3Loss of information
If GPS probe data is used to identify parking spaces, then data can be collected, but it is difficult to differentiate parking spaces from noise when probe data becomes large in size
Solution Approach 1:
The system extracts meaningful parking space patterns from aerial imagery by detecting vehicle objects and generating cluster lines. This extraction method isolates relevant information (vehicle clusters indicating parking spaces) from irrelevant data, achieving high signal-to-noise ratio by focusing only on meaningful patterns rather than processing all GPS probe data points.
Solution Approach 2:
The patent adds a visual spatial dimension by processing aerial images to detect vehicle objects and their spatial arrangements. This dimensional transformation converts the noisy one-dimensional GPS probe data into two-dimensional visual patterns, making it easier to distinguish genuine parking spaces from random noise through geometric cluster analysis.
Data Source
AI summary
A method, apparatus, and computer program product are provided for identifying on-street parking from aerial imagery.

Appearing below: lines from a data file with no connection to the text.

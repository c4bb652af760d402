pub mod analyze;
pub mod audit;

use clap::Args;
use runforge::catalog::{CatalogPaths, Catalogs};
use runforge::config::FilterConfig;
use std::path::PathBuf;

/// Input file locations, shared by every subcommand.
#[derive(Args, Debug, Clone)]
pub struct DataPaths {
    /// Run archive: a JSON object of run id -> run record, gzip or plain.
    #[arg(long, default_value = "data/all_run.gz")]
    pub runs: PathBuf,

    #[arg(long, default_value = "data/cards.json")]
    pub cards: PathBuf,

    #[arg(long, default_value = "data/exhibits.json")]
    pub exhibits: PathBuf,

    #[arg(long, default_value = "data/ExhibitConfig.txt")]
    pub exhibit_config: PathBuf,

    #[arg(long, default_value = "data/exhibits_data.json")]
    pub exhibit_data: PathBuf,

    #[arg(long, default_value = "data/enemy_groups.json")]
    pub enemy_groups: PathBuf,

    #[arg(long, default_value = "data/unit_names.json")]
    pub unit_names: PathBuf,

    #[arg(long, default_value = "data/card_aliases.csv")]
    pub aliases: PathBuf,

    /// Optional filter config JSON; embedded defaults are used without it.
    #[arg(long)]
    pub filter_config: Option<PathBuf>,
}

impl DataPaths {
    pub fn load_catalogs(&self) -> Catalogs {
        Catalogs::load(&CatalogPaths {
            cards: &self.cards,
            exhibits: &self.exhibits,
            exhibit_config: &self.exhibit_config,
            exhibit_data: &self.exhibit_data,
            enemy_groups: &self.enemy_groups,
            unit_names: &self.unit_names,
            aliases: &self.aliases,
        })
    }

    pub fn load_filter_config(&self) -> FilterConfig {
        match &self.filter_config {
            Some(path) => FilterConfig::load_from_file(path),
            None => FilterConfig::default(),
        }
    }
}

A method may include: receiving an aerial image of a geographic region; applying an object detection algorithm to the received aerial image to identify vehicle objects within the aerial image; identifying one or more clusters of vehicle objects within the aerial image; generating cluster lines for the one or more clusters of vehicle objects; map matching the cluster lines for the one or more clusters of vehicle objects to a map of the geographic region; and identifying on-street parking for a road segment in response to a cluster line of the cluster lines for the one or more clusters of vehicle objects satisfying predetermined criteria with respect to the road segment.